[AVAILABLE DATA — start]
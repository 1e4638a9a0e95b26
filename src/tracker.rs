use crate::calendar::{self, DEFAULT_GOAL};
use crate::clock::Clock;
use crate::errors::AppError;
use crate::models::{CheckboxValues, DayView, StoredGoal};
use crate::storage::{format_start_date, parse_start_date, LocalStore, GOAL_KEY, START_DATE_KEY};
use chrono::{NaiveDate, NaiveDateTime};
use tracing::{debug, info, warn};

/// Calendar state of the current goal. Mutations write through to the
/// store; persisting it to disk is left to the caller.
#[derive(Debug, Clone)]
pub struct Tracker {
    store: LocalStore,
    goal: String,
    start: NaiveDateTime,
    values: CheckboxValues,
}

impl Tracker {
    /// Reads goal, start date and checkbox values, filling in and persisting
    /// defaults for whatever is missing.
    pub fn load(mut store: LocalStore, clock: &dyn Clock) -> Self {
        let goal = match store.get_item(GOAL_KEY).filter(|goal| !goal.trim().is_empty()) {
            Some(goal) => goal.to_string(),
            None => {
                store.set_item(GOAL_KEY, DEFAULT_GOAL);
                DEFAULT_GOAL.to_string()
            }
        };

        let start = match store.get_item(START_DATE_KEY).and_then(parse_start_date) {
            Some(start) => start,
            None => {
                let now = clock.now();
                info!(start = %now, "initialising start date");
                store.set_item(START_DATE_KEY, format_start_date(now));
                now
            }
        };

        let values = read_values(&store, &calendar::goal_key(&goal));

        Self {
            store,
            goal,
            start,
            values,
        }
    }

    pub fn goal(&self) -> &str {
        &self.goal
    }

    pub fn goal_key(&self) -> String {
        calendar::goal_key(&self.goal)
    }

    pub fn start(&self) -> NaiveDateTime {
        self.start
    }

    pub fn values(&self) -> &CheckboxValues {
        &self.values
    }

    pub fn store(&self) -> &LocalStore {
        &self.store
    }

    pub fn days(&self, today: NaiveDate) -> Vec<u32> {
        calendar::day_range(self.start.date(), today)
    }

    pub fn timeline(&self, today: NaiveDate) -> Vec<DayView> {
        calendar::timeline(self.start.date(), today, &self.values)
    }

    pub fn is_visible_field(&self, today: NaiveDate, field: &str) -> bool {
        calendar::is_visible_field(self.start.date(), today, field)
    }

    /// Replaces the whole form and writes it under the current goal key.
    pub fn save_values(&mut self, values: CheckboxValues) -> Result<(), AppError> {
        self.values = values;
        let key = self.goal_key();
        write_values(&mut self.store, &key, &self.values)?;
        debug!(key = %key, entries = self.values.len(), "saved calendar values");
        Ok(())
    }

    pub fn set_checkbox(&mut self, field: &str, checked: bool) -> Result<(), AppError> {
        let mut values = self.values.clone();
        values.insert(field.to_string(), checked);
        self.save_values(values)
    }

    /// Renames the goal and moves the current form to the new key.
    ///
    /// Not transactional: if writing the new key fails, the goal has already
    /// been switched and the old key still holds the data.
    pub fn update_goal(&mut self, new_goal: &str) -> Result<(), AppError> {
        let old_key = self.goal_key();
        let new_key = calendar::goal_key(new_goal);
        if old_key != new_key && self.store.contains(&new_key) {
            warn!(key = %new_key, "overwriting stored calendar of another goal");
        }

        self.store.set_item(GOAL_KEY, new_goal);
        self.goal = new_goal.to_string();
        write_values(&mut self.store, &new_key, &self.values)?;
        if old_key != new_key {
            self.store.remove_item(&old_key);
        }

        info!(from = %old_key, to = %new_key, "moved calendar to new goal");
        Ok(())
    }

    /// Restarts the calendar today under the default goal with nothing
    /// checked. The previous goal's data stays under its own key.
    pub fn reset(&mut self, clock: &dyn Clock) -> Result<(), AppError> {
        let previous_key = self.goal_key();
        let now = clock.now();

        self.start = now;
        self.store.set_item(START_DATE_KEY, format_start_date(now));
        self.goal = DEFAULT_GOAL.to_string();
        self.store.set_item(GOAL_KEY, DEFAULT_GOAL);
        self.save_values(CheckboxValues::new())?;

        if previous_key == self.goal_key() {
            warn!(key = %previous_key, "reset cleared data of the default goal");
        }
        info!(start = %now, kept = %previous_key, "reset calendar");
        Ok(())
    }

    /// Every goal calendar present in the store.
    pub fn stored_goals(&self) -> Vec<StoredGoal> {
        let current = self.goal_key();
        self.store
            .keys()
            .filter_map(|key| {
                let goal = calendar::goal_from_key(key)?;
                let checked = read_values(&self.store, key)
                    .values()
                    .filter(|checked| **checked)
                    .count();
                Some(StoredGoal {
                    key: key.to_string(),
                    goal: goal.replace('_', " "),
                    checked,
                    current: key == current,
                })
            })
            .collect()
    }
}

fn read_values(store: &LocalStore, key: &str) -> CheckboxValues {
    store
        .get_item(key)
        .and_then(|raw| serde_json::from_str(raw).ok())
        .unwrap_or_default()
}

fn write_values(store: &mut LocalStore, key: &str, values: &CheckboxValues) -> Result<(), AppError> {
    let payload = serde_json::to_string(values)?;
    store.set_item(key, payload);
    Ok(())
}

#[cfg(test)]
mod tests {
    use super::*;
    use crate::clock::FixedClock;

    fn date(y: i32, m: u32, d: u32) -> NaiveDate {
        NaiveDate::from_ymd_opt(y, m, d).unwrap()
    }

    fn clock(y: i32, m: u32, d: u32) -> FixedClock {
        FixedClock(date(y, m, d).and_hms_opt(9, 15, 0).unwrap())
    }

    fn checked(fields: &[&str]) -> CheckboxValues {
        fields.iter().map(|field| (field.to_string(), true)).collect()
    }

    #[test]
    fn load_initialises_and_persists_defaults() {
        let tracker = Tracker::load(LocalStore::default(), &clock(2023, 1, 1));

        assert_eq!(tracker.goal(), DEFAULT_GOAL);
        assert_eq!(tracker.start().date(), date(2023, 1, 1));
        assert!(tracker.values().is_empty());
        assert_eq!(tracker.store().get_item(GOAL_KEY), Some(DEFAULT_GOAL));
        assert_eq!(
            tracker.store().get_item(START_DATE_KEY),
            Some("2023-01-01T09:15:00")
        );
    }

    #[test]
    fn load_reads_existing_state() {
        let mut store = LocalStore::default();
        store.set_item(GOAL_KEY, "Run 5k");
        store.set_item(START_DATE_KEY, "2023-01-01T08:00:00");
        store.set_item("controlfreak_Run_5k_calendar", r#"{"Sun_Jan_01_2023_6_am":true}"#);

        let tracker = Tracker::load(store, &clock(2023, 1, 4));
        assert_eq!(tracker.goal(), "Run 5k");
        assert_eq!(tracker.days(date(2023, 1, 4)), vec![0, 1, 2, 3]);
        assert_eq!(tracker.values(), &checked(&["Sun_Jan_01_2023_6_am"]));
    }

    #[test]
    fn load_replaces_empty_goal_with_default() {
        let mut store = LocalStore::default();
        store.set_item(GOAL_KEY, "");
        store.set_item("controlfreak_Set_goal_calendar", r#"{"Sun_Jan_01_2023_2_am":true}"#);

        let tracker = Tracker::load(store, &clock(2023, 1, 1));
        assert_eq!(tracker.goal(), DEFAULT_GOAL);
        assert_eq!(tracker.store().get_item(GOAL_KEY), Some(DEFAULT_GOAL));
        assert_eq!(tracker.values(), &checked(&["Sun_Jan_01_2023_2_am"]));
    }

    #[test]
    fn load_treats_corrupt_values_as_empty() {
        let mut store = LocalStore::default();
        store.set_item(GOAL_KEY, DEFAULT_GOAL);
        store.set_item("controlfreak_Set_goal_calendar", "not json");

        let tracker = Tracker::load(store, &clock(2023, 1, 1));
        assert!(tracker.values().is_empty());
    }

    #[test]
    fn load_replaces_unparseable_start_date() {
        let mut store = LocalStore::default();
        store.set_item(START_DATE_KEY, "someday");

        let tracker = Tracker::load(store, &clock(2023, 3, 2));
        assert_eq!(tracker.start().date(), date(2023, 3, 2));
        assert_eq!(
            tracker.store().get_item(START_DATE_KEY),
            Some("2023-03-02T09:15:00")
        );
    }

    #[test]
    fn days_grow_with_today() {
        let tracker = Tracker::load(LocalStore::default(), &clock(2023, 1, 1));
        assert_eq!(tracker.days(date(2023, 1, 1)).len(), 1);
        assert_eq!(tracker.days(date(2023, 1, 31)).len(), 31);
    }

    #[test]
    fn update_goal_moves_data_and_removes_old_key() {
        let mut tracker = Tracker::load(LocalStore::default(), &clock(2023, 1, 1));
        tracker.save_values(checked(&["Sun_Jan_01_2023_0_am"])).unwrap();

        tracker.update_goal("Run 5k").unwrap();

        let store = tracker.store();
        assert_eq!(store.get_item(GOAL_KEY), Some("Run 5k"));
        assert!(!store.contains("controlfreak_Set_goal_calendar"));
        assert_eq!(
            store.get_item("controlfreak_Run_5k_calendar"),
            Some(r#"{"Sun_Jan_01_2023_0_am":true}"#)
        );
        assert_eq!(tracker.goal_key(), "controlfreak_Run_5k_calendar");
    }

    #[test]
    fn rename_round_trip_restores_data() {
        let mut tracker = Tracker::load(LocalStore::default(), &clock(2023, 1, 1));
        let values = checked(&["Sun_Jan_01_2023_0_am", "Sun_Jan_01_2023_13_pm"]);
        tracker.save_values(values.clone()).unwrap();
        let before = tracker.store().clone();

        tracker.update_goal("Meditate").unwrap();
        tracker.update_goal(DEFAULT_GOAL).unwrap();

        assert_eq!(tracker.store(), &before);
        assert_eq!(tracker.values(), &values);
    }

    #[test]
    fn renaming_to_same_key_keeps_data() {
        let mut tracker = Tracker::load(LocalStore::default(), &clock(2023, 1, 1));
        tracker.save_values(checked(&["Sun_Jan_01_2023_0_am"])).unwrap();

        tracker.update_goal("Set_goal").unwrap();

        assert_eq!(
            tracker.store().get_item("controlfreak_Set_goal_calendar"),
            Some(r#"{"Sun_Jan_01_2023_0_am":true}"#)
        );
    }

    #[test]
    fn renaming_onto_stored_goal_replaces_its_data() {
        let mut tracker = Tracker::load(LocalStore::default(), &clock(2023, 1, 1));
        tracker.update_goal("Run 5k").unwrap();
        tracker.set_checkbox("Sun_Jan_01_2023_0_am", true).unwrap();
        tracker.reset(&clock(2023, 1, 1)).unwrap();
        tracker.set_checkbox("Sun_Jan_01_2023_5_am", true).unwrap();

        tracker.update_goal("Run 5k").unwrap();

        assert_eq!(tracker.values(), &checked(&["Sun_Jan_01_2023_5_am"]));
        assert_eq!(
            tracker.store().get_item("controlfreak_Run_5k_calendar"),
            Some(r#"{"Sun_Jan_01_2023_5_am":true}"#)
        );
        assert!(!tracker.store().contains("controlfreak_Set_goal_calendar"));
    }

    #[test]
    fn reset_clears_form_and_keeps_previous_goal_data() {
        let mut tracker = Tracker::load(LocalStore::default(), &clock(2023, 1, 1));
        tracker.update_goal("Run 5k").unwrap();
        tracker.set_checkbox("Sun_Jan_01_2023_0_am", true).unwrap();

        tracker.reset(&clock(2023, 2, 10)).unwrap();

        assert_eq!(tracker.goal(), DEFAULT_GOAL);
        assert!(tracker.values().is_empty());
        assert_eq!(tracker.start().date(), date(2023, 2, 10));
        assert_eq!(tracker.days(date(2023, 2, 10)), vec![0]);
        assert_eq!(
            tracker.store().get_item("controlfreak_Run_5k_calendar"),
            Some(r#"{"Sun_Jan_01_2023_0_am":true}"#)
        );
        assert_eq!(tracker.store().get_item("controlfreak_Set_goal_calendar"), Some("{}"));
        assert_eq!(
            tracker.store().get_item(START_DATE_KEY),
            Some("2023-02-10T09:15:00")
        );
    }

    #[test]
    fn stored_goals_lists_calendars() {
        let mut tracker = Tracker::load(LocalStore::default(), &clock(2023, 1, 1));
        tracker.update_goal("Run 5k").unwrap();
        tracker
            .save_values(checked(&["Sun_Jan_01_2023_0_am", "Sun_Jan_01_2023_1_am"]))
            .unwrap();
        tracker.reset(&clock(2023, 1, 2)).unwrap();

        let goals = tracker.stored_goals();
        assert_eq!(
            goals,
            vec![
                StoredGoal {
                    key: "controlfreak_Run_5k_calendar".into(),
                    goal: "Run 5k".into(),
                    checked: 2,
                    current: false,
                },
                StoredGoal {
                    key: "controlfreak_Set_goal_calendar".into(),
                    goal: "Set goal".into(),
                    checked: 0,
                    current: true,
                },
            ]
        );
    }
}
[AVAILABLE DATA — finish]
- [WORK INSTRUCTIONS] Report the number of lines above containing the string "payload" as your sole answer.

- [EXERCISE ANSWER] 2